‘Embarrassing’: UK Labour’s rising star suffers major setback over pensions
I haven’t seen a headline like this before about a UK pensions minister and find it stupid. I sensed we were getting into personal vindictiveness a few months ago when at the Pensions UK investment conference. There was a hatred that was looking for a focal point and found it in “mandation” where prudishness went on display as fiduciary prudence.
We forget that since 2014, the investments that have been made into workplace pensions have been constrained by the charge cap that initially threw all money into passive funds, to keep workplace pensions solvent and latterly has allowed a price war to keep the money that has no regard for members and all regard for the commercial interests of providers.
To say that this is the first time that a Government has impacted pension investment is to forget the taxes imposed on certain investments by Gordon Brown and going back still further the restrictions on exchange controls that led funds to invest almost entirely in UK equities.
For ordinary people, the brickbats being thrown at Torsten Bell demean not just the Pension Schemes Act but the other great stuff that’s happening, in particular the CDC legislation that has gone though, the regulation that is being finalised and the Retirement CDC legislation that we should see this year.
My message to the many people in pensions who are using Torsten Bell in this prudish way, is “grow up”. Here is an article in an obscure political publication known as Politico. You may find it “gossipy”, it is aimed at those in the Westminster village and it reads pretty badly. Thanks to Jon Stapleton for bringing it to our attention
Onlookers see Torsten Bell rising up the ranks to chancellor, but a recent loss in his landmark pensions bill could be a major setback.

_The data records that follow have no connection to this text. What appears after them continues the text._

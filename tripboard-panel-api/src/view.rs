//! Rendering contract for panel content.
//!
//! Content views are self-contained: they receive no layout information
//! beyond the [`Ui`] of the panel body they are mounted in, and they manage
//! their own state.

use crate::{ContentKind, Result};
use egui::Ui;

/// Trait for types that render the body of a dashboard panel.
///
/// # Example
///
/// ```rust
/// use tripboard_panel_api::{ContentKind, ContentView};
/// use egui::Ui;
///
/// struct Notes {
///     text: String,
/// }
///
/// impl ContentView for Notes {
///     fn kind(&self) -> ContentKind {
///         ContentKind::Travel
///     }
///
///     fn render(&mut self, ui: &mut Ui) {
///         ui.text_edit_multiline(&mut self.text);
///     }
/// }
///
/// let notes = Notes { text: String::new() };
/// assert_eq!(notes.title(), "Travel");
/// ```
pub trait ContentView: Send + Sync {
    /// The content kind this view renders.
    fn kind(&self) -> ContentKind;

    /// Title shown in the panel header.
    fn title(&self) -> &str {
        self.kind().display_name()
    }

    /// Icon shown next to the title.
    fn icon(&self) -> &str {
        self.kind().icon()
    }

    /// Update the view state.
    ///
    /// Called once per frame before rendering, whether or not the hosting
    /// panel is visible.
    fn update(&mut self) -> Result<()> {
        Ok(())
    }

    /// Render the view into the panel body.
    fn render(&mut self, ui: &mut Ui);
}

#[cfg(test)]
mod tests {
    use super::*;

    struct TestView {
        frames: usize,
    }

    impl ContentView for TestView {
        fn kind(&self) -> ContentKind {
            ContentKind::Map
        }

        fn update(&mut self) -> Result<()> {
            self.frames += 1;
            Ok(())
        }

        fn render(&mut self, ui: &mut Ui) {
            ui.label(format!("frames: {}", self.frames));
        }
    }

    #[test]
    fn test_view_defaults_follow_kind() {
        let view = TestView { frames: 0 };
        assert_eq!(view.title(), "Map");
        assert_eq!(view.icon(), ContentKind::Map.icon());
    }

    #[test]
    fn test_view_update() {
        let mut view = TestView { frames: 0 };
        view.update().unwrap();
        view.update().unwrap();
        assert_eq!(view.frames, 2);
    }
}
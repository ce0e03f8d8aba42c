//! # Tripboard Panel API
//!
//! This crate defines the contract between the dashboard grid and the content
//! that is mounted inside each panel. The grid only knows a closed set of
//! content kinds; every kind is rendered by a type implementing
//! [`ContentView`].
//!
//! ## Example
//!
//! ```rust
//! use tripboard_panel_api::{ContentKind, ContentView};
//! use egui::Ui;
//!
//! struct Forecast;
//!
//! impl ContentView for Forecast {
//!     fn kind(&self) -> ContentKind {
//!         ContentKind::Weather
//!     }
//!
//!     fn render(&mut self, ui: &mut Ui) {
//!         ui.label("Sunny, 24°C");
//!     }
//! }
//! ```

pub mod content;
pub mod view;

pub use content::ContentKind;
pub use view::ContentView;

/// Result type used throughout the panel API
pub type Result<T> = std::result::Result<T, anyhow::Error>;

#[cfg(test)]
mod tests {
    use super::*;

    #[test]
    fn test_content_kind_serialization() {
        let json = serde_json::to_string(&ContentKind::Calendar).unwrap();
        assert_eq!(json, "\"calendar\"");

        let kind: ContentKind = serde_json::from_str("\"map\"").unwrap();
        assert_eq!(kind, ContentKind::Map);
    }

    #[test]
    fn test_unknown_content_kind_is_rejected() {
        let result: std::result::Result<ContentKind, _> = serde_json::from_str("\"news\"");
        assert!(result.is_err());
    }
}
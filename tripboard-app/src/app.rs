//! Main application structure for Tripboard.
//!
//! Implements `eframe::App` for the dashboard: the panel grid in the central
//! area, its splitter handles, and the control bar at the bottom. All layout
//! decisions are delegated to `tripboard_core`; this module only turns them
//! into egui calls.

use crate::content::{CalendarView, MapView, TravelView, WeatherView};
use eframe::egui;
use tripboard_core::storage::FileStorage;
use tripboard_core::{
    compute_geometry, Bounds, Config, ContentKind, DragAxis, DragController, DragOutcome,
    LayoutState, LayoutStore, PanelId, PanelMode,
};
use tripboard_panel_api::ContentView;

/// Gap between panels and around the grid, in points
const PANEL_GAP: f32 = 4.0;
const HEADER_HEIGHT: f32 = 24.0;

/// Main Tripboard application state
pub struct Dashboard {
    /// Layout of the panel grid
    layout: LayoutState,
    /// Splitter gesture in progress
    drag: DragController,
    /// Application configuration
    config: Config,
    travel: TravelView,
    calendar: CalendarView,
    weather: WeatherView,
    map: MapView,
}

impl Dashboard {
    /// Create the dashboard, loading the saved layout unless persistence is
    /// disabled. With `reset_layout` the saved layout is replaced by the
    /// default one.
    pub fn new(config: Config, reset_layout: bool) -> Self {
        let mut layout = open_layout(&config);
        if reset_layout {
            layout.reset_all();
        }

        Self {
            layout,
            drag: DragController::new(),
            config,
            travel: TravelView::new(),
            calendar: CalendarView::default(),
            weather: WeatherView::new(),
            map: MapView::new(),
        }
    }

    /// Render the grid of visible panels with its splitter handles.
    fn render_grid(&mut self, ui: &mut egui::Ui) {
        let area = ui.available_rect_before_wrap();
        let bounds = to_bounds(area);
        let visible: Vec<PanelId> = self.layout.visible_panels().to_vec();

        if visible.is_empty() {
            ui.centered_and_justified(|ui| {
                ui.label("All panels are closed. Use the controls below to bring them back.");
            });
            return;
        }

        let geometry = compute_geometry(visible.len(), self.layout.cols(), self.layout.rows());
        for (id, cell) in visible.iter().zip(geometry.resolve(bounds)) {
            self.render_panel(ui, *id, to_rect(cell).shrink(PANEL_GAP));
        }

        let thickness = f64::from(self.config.ui.splitter_thickness);
        for handle in geometry.handles(bounds, thickness) {
            let rect = to_rect(handle.rect);
            let response = ui
                .interact(rect, egui::Id::new(("splitter", handle.axis)), egui::Sense::drag())
                .on_hover_cursor(cursor_for(handle.axis));

            if response.drag_started() {
                self.drag.begin(handle.axis, bounds);
            }
            if response.hovered() || self.drag.axis() == Some(handle.axis) {
                ui.painter()
                    .rect_filled(rect, 2.0, ui.visuals().selection.bg_fill.gamma_multiply(0.6));
            }
        }

        self.track_drag(ui.ctx());
    }

    /// Feed pointer moves into the drag controller until the button is released.
    fn track_drag(&mut self, ctx: &egui::Context) {
        if !self.drag.is_dragging() {
            return;
        }

        let (down, moving, position) = ctx.input(|input| {
            (
                input.pointer.primary_down(),
                input.pointer.is_moving(),
                input.pointer.interact_pos(),
            )
        });

        if !down {
            self.drag.end();
            return;
        }

        if let (true, Some(position)) = (moving, position) {
            let outcome = self
                .drag
                .drag_to(&mut self.layout, f64::from(position.x), f64::from(position.y));
            if let DragOutcome::Maximized(id) = outcome {
                tracing::info!("Panel {} maximized by drag", id);
                self.drag.end();
            }
        }
    }

    /// Render one panel: frame, header with close button, and body.
    fn render_panel(&mut self, ui: &mut egui::Ui, id: PanelId, rect: egui::Rect) {
        let Some(panel) = self.layout.panel(id).cloned() else {
            // Visible id without a roster entry
            ui.painter().rect_stroke(
                rect,
                6.0,
                ui.visuals().widgets.noninteractive.bg_stroke,
                egui::StrokeKind::Inside,
            );
            return;
        };

        let is_active = self.layout.active_panel_id() == Some(id);
        let visuals = ui.visuals().clone();
        let stroke = if is_active {
            egui::Stroke::new(2.0, visuals.selection.bg_fill)
        } else {
            visuals.widgets.noninteractive.bg_stroke
        };

        let focus = ui.interact(rect, egui::Id::new(("panel", id)), egui::Sense::click());
        ui.painter().rect_filled(rect, 6.0, visuals.panel_fill);
        ui.painter()
            .rect_stroke(rect, 6.0, stroke, egui::StrokeKind::Inside);

        let inner = rect.shrink(6.0);
        let mut child = ui.new_child(
            egui::UiBuilder::new()
                .max_rect(inner)
                .id_salt(("panel_body", id))
                .layout(egui::Layout::top_down(egui::Align::Min)),
        );
        child.set_clip_rect(inner);

        let mut close = false;
        let mut activate = focus.clicked();
        child.allocate_ui_with_layout(
            egui::vec2(inner.width(), HEADER_HEIGHT),
            egui::Layout::left_to_right(egui::Align::Center),
            |ui| {
                let icon = panel.content.map(|kind| kind.icon()).unwrap_or("▫");
                if ui
                    .add(egui::Label::new(format!("{} {}", icon, panel.title())).sense(egui::Sense::click()))
                    .clicked()
                {
                    activate = true;
                }
                ui.with_layout(egui::Layout::right_to_left(egui::Align::Center), |ui| {
                    if ui.small_button("✕").on_hover_text("Close panel").clicked() {
                        close = true;
                    }
                    ui.menu_button("⚙", |ui| self.render_panel_settings(ui, id));
                });
            },
        );
        child.separator();

        child.push_id(("content", id), |ui| match panel.content {
            Some(ContentKind::Travel) => self.travel.render(ui),
            Some(ContentKind::Calendar) => self.calendar.render(ui),
            Some(ContentKind::Weather) => self.weather.render(ui),
            Some(ContentKind::Map) => self.map.render(ui),
            None => {
                ui.centered_and_justified(|ui| {
                    ui.weak("No content selected for this panel.");
                });
            }
        });

        if close {
            self.layout.close_panel(id);
        } else if activate && !is_active {
            self.layout.set_active(id);
        }
    }

    /// Content kind and url of panel `id`.
    fn render_panel_settings(&mut self, ui: &mut egui::Ui, id: PanelId) {
        let Some(panel) = self.layout.panel(id).cloned() else {
            return;
        };

        ui.label("Content");
        let mut content = panel.content;
        ui.radio_value(&mut content, None, "None");
        for kind in ContentKind::all() {
            ui.radio_value(&mut content, Some(kind), format!("{} {}", kind.icon(), kind.display_name()));
        }
        if content != panel.content {
            self.layout.set_panel_content(id, content);
        }

        ui.separator();
        ui.label("Link");
        let mut url = panel.url.clone();
        if ui.text_edit_singleline(&mut url).changed() {
            self.layout.set_panel_url(id, url);
        }
    }

    /// Render the control bar.
    fn render_controls(&mut self, ctx: &egui::Context) {
        if !self.config.ui.show_controls {
            return;
        }

        egui::TopBottomPanel::bottom("panel_controls").show(ctx, |ui| {
            ui.horizontal(|ui| {
                if ui.button("Show all").clicked() {
                    self.layout.reset_all();
                }
                ui.separator();

                let panels: Vec<(PanelId, String)> = self
                    .layout
                    .panels()
                    .iter()
                    .map(|panel| (panel.id, panel.title()))
                    .collect();
                for (id, title) in panels {
                    let open = self.layout.is_visible(id);
                    let label = if open {
                        title
                    } else {
                        format!("{} (closed)", title)
                    };
                    if ui.selectable_label(open, label).clicked() {
                        self.layout.show_only(id);
                    }
                }

                ui.with_layout(egui::Layout::right_to_left(egui::Align::Center), |ui| {
                    ui.label(format!("Tripboard v{}", env!("CARGO_PKG_VERSION")));
                    ui.separator();
                    match self.layout.mode() {
                        PanelMode::All => ui.label("All panels"),
                        PanelMode::Single => ui.label(format!(
                            "Focus: panel {}",
                            self.layout.active_panel_id().unwrap_or_default()
                        )),
                    };
                    if self.config.advanced.debug_mode {
                        ui.separator();
                        ui.monospace(format!(
                            "cols {:.2}/{:.2} rows {:.2}/{:.2}",
                            self.layout.cols().leading(),
                            self.layout.cols().trailing(),
                            self.layout.rows().leading(),
                            self.layout.rows().trailing()
                        ));
                    }
                });
            });
        });
    }
}

impl eframe::App for Dashboard {
    fn update(&mut self, ctx: &egui::Context, _frame: &mut eframe::Frame) {
        let views: [&mut dyn ContentView; 4] = [
            &mut self.travel,
            &mut self.calendar,
            &mut self.weather,
            &mut self.map,
        ];
        for view in views {
            if let Err(e) = view.update() {
                tracing::error!("{} view update error: {}", view.title(), e);
            }
        }

        self.render_controls(ctx);
        egui::CentralPanel::default().show(ctx, |ui| self.render_grid(ui));
    }
}

/// Open the layout from the configured storage, or in memory only.
fn open_layout(config: &Config) -> LayoutState {
    if !config.storage.enabled {
        tracing::info!("Layout persistence disabled");
        return LayoutState::detached();
    }

    match config.storage_directory() {
        Ok(directory) => {
            tracing::info!("Layout storage in {}", directory.display());
            LayoutState::new(LayoutStore::new(
                FileStorage::new(directory),
                config.storage.key.clone(),
            ))
        }
        Err(e) => {
            tracing::warn!("Layout will not be saved: {}", e);
            LayoutState::detached()
        }
    }
}

fn cursor_for(axis: DragAxis) -> egui::CursorIcon {
    match axis {
        DragAxis::Vertical => egui::CursorIcon::ResizeColumn,
        DragAxis::Horizontal => egui::CursorIcon::ResizeRow,
        DragAxis::Both => egui::CursorIcon::ResizeNwSe,
    }
}

fn to_bounds(rect: egui::Rect) -> Bounds {
    Bounds::new(
        f64::from(rect.left()),
        f64::from(rect.top()),
        f64::from(rect.width()),
        f64::from(rect.height()),
    )
}

fn to_rect(bounds: Bounds) -> egui::Rect {
    egui::Rect::from_min_size(
        egui::pos2(bounds.left as f32, bounds.top as f32),
        egui::vec2(bounds.width as f32, bounds.height as f32),
    )
}
//! # Persisted layout schema
//!
//! The layout slot holds a JSON document. Documents written by this crate
//! carry `"version": 1` and are decoded strictly. Anything else (documents
//! written before versioning existed, or a versioned document with a broken
//! field) goes through [`migrate_legacy`], which repairs each field
//! independently instead of rejecting the whole document.
//!
//! Current document shape:
//!
//! ```json
//! {
//!   "version": 1,
//!   "panels": [{ "id": 1, "url": "", "panelType": "travel" }],
//!   "visiblePanels": [1],
//!   "cols": [0.5, 0.5],
//!   "rows": [0.5, 0.5],
//!   "activePanelId": 1
//! }
//! ```

use crate::model::{Layout, Panel, PanelId, SplitRatio, DEFAULT_ACTIVE_PANEL_ID};
use crate::{Error, Result};
use serde::{Deserialize, Serialize};
use serde_json::{Map, Value};
use tracing::debug;
use tripboard_panel_api::ContentKind;

/// Version written by [`encode`].
pub const SCHEMA_VERSION: u32 = 1;

#[derive(Debug, Serialize, Deserialize)]
#[serde(rename_all = "camelCase")]
struct LayoutDocumentV1 {
    version: u32,
    panels: Vec<Panel>,
    visible_panels: Vec<PanelId>,
    cols: SplitRatio,
    rows: SplitRatio,
    active_panel_id: Option<PanelId>,
}

impl From<&Layout> for LayoutDocumentV1 {
    fn from(layout: &Layout) -> Self {
        Self {
            version: SCHEMA_VERSION,
            panels: layout.panels.clone(),
            visible_panels: layout.visible_panels.clone(),
            cols: layout.cols,
            rows: layout.rows,
            active_panel_id: layout.active_panel_id,
        }
    }
}

impl From<LayoutDocumentV1> for Layout {
    fn from(doc: LayoutDocumentV1) -> Self {
        Self {
            panels: doc.panels,
            visible_panels: doc.visible_panels,
            active_panel_id: doc.active_panel_id,
            cols: doc.cols,
            rows: doc.rows,
        }
    }
}

/// Serialize a layout as a current-version document.
///
/// # Example
///
/// ```rust
/// use tripboard_core::{schema, Layout};
///
/// let json = schema::encode(&Layout::default())?;
/// assert!(json.contains("\"version\": 1"));
/// # Ok::<(), tripboard_core::Error>(())
/// ```
pub fn encode(layout: &Layout) -> Result<String> {
    serde_json::to_string_pretty(&LayoutDocumentV1::from(layout))
        .map_err(|e| Error::layout(format!("Failed to serialize layout: {}", e)))
}

/// Decode a stored document into a layout.
///
/// An empty slot decodes to the default layout.
///
/// # Errors
///
/// Returns an error when the text is not JSON, when the top-level value is
/// not an object, or when `panels` is present but is not an array or holds a
/// `null` entry. Callers
/// that must never fail fall back to [`Layout::default`].
///
/// # Example
///
/// ```rust
/// use tripboard_core::schema;
///
/// let layout = schema::decode(r#"{ "visibleIds": [2], "activeId": 2 }"#)?;
/// assert_eq!(layout.visible_panels, vec![2]);
/// assert_eq!(layout.active_panel_id, Some(2));
/// # Ok::<(), tripboard_core::Error>(())
/// ```
pub fn decode(raw: &str) -> Result<Layout> {
    if raw.trim().is_empty() {
        return Ok(Layout::default());
    }

    let value: Value = serde_json::from_str(raw)?;
    let object = value
        .as_object()
        .ok_or_else(|| Error::layout("Layout document is not a JSON object"))?;

    if object.get("version").and_then(Value::as_u64) == Some(u64::from(SCHEMA_VERSION))
        && has_every_v1_field(object)
    {
        match serde_json::from_value::<LayoutDocumentV1>(value.clone()) {
            Ok(doc) => return Ok(doc.into()),
            Err(e) => debug!("Version {} document failed strict decoding, repairing: {}", SCHEMA_VERSION, e),
        }
    }

    migrate_legacy(object)
}

// Optional fields must be spelled out, `null` included, for the strict path;
// serde would otherwise read a missing one as `None` and skip its repair.
fn has_every_v1_field(object: &Map<String, Value>) -> bool {
    let panels_complete = match object.get("panels") {
        Some(Value::Array(entries)) => entries
            .iter()
            .all(|entry| entry.as_object().is_some_and(|panel| panel.contains_key("panelType"))),
        _ => false,
    };
    panels_complete && object.contains_key("activePanelId")
}

/// Repair an unversioned (or damaged) document field by field.
///
/// Each field falls back to its own default when absent or wrong-shaped;
/// `visibleIds` and `activeId` are accepted as older names of
/// `visiblePanels` and `activePanelId`.
pub fn migrate_legacy(object: &Map<String, Value>) -> Result<Layout> {
    let defaults = Layout::default();

    let panels = match object.get("panels") {
        None | Some(Value::Null) => defaults.panels,
        Some(Value::Array(entries)) => entries
            .iter()
            .enumerate()
            .map(|(index, entry)| repair_panel(index, entry))
            .collect::<Result<Vec<_>>>()?,
        Some(_) => return Err(Error::layout("Layout 'panels' is not an array")),
    };

    let visible_panels = id_list(object.get("visiblePanels"))
        .or_else(|| id_list(object.get("visibleIds")))
        .unwrap_or(defaults.visible_panels);

    let cols = split_ratio(object.get("cols")).unwrap_or(defaults.cols);
    let rows = split_ratio(object.get("rows")).unwrap_or(defaults.rows);

    let active_panel_id = panel_id(object.get("activePanelId"))
        .or_else(|| panel_id(object.get("activeId")))
        .unwrap_or(DEFAULT_ACTIVE_PANEL_ID);

    debug!("Migrated unversioned layout document with {} panels", panels.len());

    Ok(Layout {
        panels,
        visible_panels,
        active_panel_id: Some(active_panel_id),
        cols,
        rows,
    })
}

fn repair_panel(index: usize, entry: &Value) -> Result<Panel> {
    if entry.is_null() {
        return Err(Error::layout(format!("Layout panel entry {} is null", index)));
    }

    let fallback_id = PanelId::try_from(index + 1).unwrap_or(PanelId::MAX);
    let id = entry
        .get("id")
        .and_then(Value::as_u64)
        .and_then(|id| PanelId::try_from(id).ok())
        .unwrap_or(fallback_id);

    let url = entry
        .get("url")
        .and_then(Value::as_str)
        .unwrap_or_default()
        .to_string();

    let content = match entry.get("panelType") {
        None | Some(Value::Null) if index == 0 => Some(ContentKind::Travel),
        Some(Value::String(name)) => ContentKind::parse(name),
        _ => None,
    };

    Ok(Panel { id, url, content })
}

fn id_list(value: Option<&Value>) -> Option<Vec<PanelId>> {
    value.and_then(|value| serde_json::from_value(value.clone()).ok())
}

fn split_ratio(value: Option<&Value>) -> Option<SplitRatio> {
    let pair: Vec<f64> = value.and_then(|value| serde_json::from_value(value.clone()).ok())?;
    match pair.as_slice() {
        [leading, trailing] => Some(SplitRatio([*leading, *trailing])),
        _ => None,
    }
}

// Zero is not a valid id and counts as absent.
fn panel_id(value: Option<&Value>) -> Option<PanelId> {
    value
        .and_then(Value::as_u64)
        .filter(|id| *id != 0)
        .and_then(|id| PanelId::try_from(id).ok())
}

Former Deputy First Minister and one-time SNP leader John Swinney, left, speaks at a Resolution Foundation event hosted by Torsten Bell, right, in London on April 29, 2024.
At a conference on sustainable pensions in March, the audience settled in for a familiar script: a speech from the pensions minister droning on about the importance of their industry.
Instead, Torsten Bell presented them with something very different.
Using his keynote address, Bell went on an attack against his competitors in Westminster, referring to Reform UK supporters as “idiots” and “people that will destroy this country and our democracy.” Amid raised eyebrows, he then turned his fire on the Green Party, accusing it of “opposing anything required” to run a sustainable economy.
Last week, Bell suffered the first major setback as pensions minister as his flagship policy to use cash in pension funds to boost the British economy was rejected by the House of Lords and he was forced to significantly water down his plans.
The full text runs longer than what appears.